Extract from the Star Newspaper, Toddlers, Koi and Tooth Fairy all suspects as cops chew over toothy riddle
January 16, 2007 Edition 1
Alex Eliseev
JOHANNESBURG: It's the riddle of 11 tiny teeth - and police are investigating just how they landed up in the swimming pool filter of a home.
Last week a man walked into the Sandton Police Station with a bag containing what appears to be 11 little white teeth, a police source said yesterday.
In his statement the resident claimed he had discovered the teeth in a newly-installed swimming pool in his sister's Khyber Rock house in Johannesburg.
Before going to the police the man approached a local vet, but was told they did not belong to an animal (such as a dog or cat).

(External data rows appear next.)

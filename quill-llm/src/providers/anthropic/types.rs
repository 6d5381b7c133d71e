//! Anthropic messages API request and response types

use serde::{Deserialize, Serialize};

#[derive(Debug, Clone, PartialEq, Serialize, Deserialize)]
pub struct MessagesPayload {
    /// Leading system prompt, hoisted out of the conversation.
    #[serde(default, skip_serializing_if = "Vec::is_empty")]
    pub system: Vec<SystemBlock>,
    pub messages: Vec<AnthropicMessage>,
}

#[derive(Debug, Clone, PartialEq, Serialize, Deserialize)]
#[serde(tag = "type", rename_all = "snake_case")]
pub enum SystemBlock {
    Text { text: String },
}

#[derive(Debug, Clone, Copy, PartialEq, Eq, Serialize, Deserialize)]
#[serde(rename_all = "lowercase")]
pub enum AnthropicRole {
    User,
    Assistant,
}

#[derive(Debug, Clone, PartialEq, Serialize, Deserialize)]
pub struct AnthropicMessage {
    pub role: AnthropicRole,
    pub content: Vec<ContentBlock>,
}

#[derive(Debug, Clone, PartialEq, Serialize, Deserialize)]
#[serde(tag = "type", rename_all = "snake_case")]
pub enum ContentBlock {
    Text {
        text: String,
    },
    Image {
        source: Source,
    },
    Document {
        source: Source,
    },
    ToolUse {
        id: String,
        name: String,
        input: serde_json::Value,
    },
    ToolResult {
        tool_use_id: String,
        content: String,
        #[serde(default, skip_serializing_if = "is_false")]
        is_error: bool,
    },
}

impl ContentBlock {
    pub fn kind(&self) -> &'static str {
        match self {
            ContentBlock::Text { .. } => "text",
            ContentBlock::Image { .. } => "image",
            ContentBlock::Document { .. } => "file",
            ContentBlock::ToolUse { .. } => "tool-call",
            ContentBlock::ToolResult { .. } => "tool-result",
        }
    }
}

#[derive(Debug, Clone, PartialEq, Serialize, Deserialize)]
#[serde(tag = "type", rename_all = "snake_case")]
pub enum Source {
    Base64 { media_type: String, data: String },
    Url { url: String },
}

fn is_false(value: &bool) -> bool {
    !*value
}

/// Body of a messages API response.
#[derive(Debug, Clone, Deserialize)]
pub struct MessagesResponse {
    pub role: AnthropicRole,
    pub content: Vec<ContentBlock>,
    #[serde(default)]
    pub stop_reason: Option<String>,
}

Hearing this, he grew "very concerned".
On Thursday, the man gave the police a statement detailing his strange discovery. The 11 teeth were sealed and placed in the police's SAP 13 safe - as they would be later sent for forensic tests.
Although the case was a bizarre one, and there was no body or crime scene, police opened an inquest and a detective was assigned to the case. It was feared that the milk teeth belonged to a toddler, or several toddlers as they are too small to belong to an adult.
Yesterday investigators once more spoke to the man and were told he had discovered more teeth.
In total about 80 similar teeth were recovered from the swimming pool filter, the source revealed.
The man also told officers that the swimming pool had been built about three weeks ago on top of what used to be a Koi fish pond. The man suggested the teeth belonged to the Koi, and he apologised for wasting the police's time.
There was just one small problem with the man's theory - Koi fish don't have teeth.
Two fish experts were consulted yesterday to confirm that Koi, known as "water pigs", do not hunt and mostly tend to be vegetarian in their diet.
They scavenge in the water for food particles or tiny insects.
Their jaws do have a "rough cartilage" but definitely no teeth.
"It's impossible," the experts agreed. It is, however, unclear whether the teeth could belong to another type of fish.
While they sink their teeth into the mystery, some investigators have a more light-hearted theory on the case and suggest that what has been unearthed is the secret hiding place of the elusive Tooth Fairy.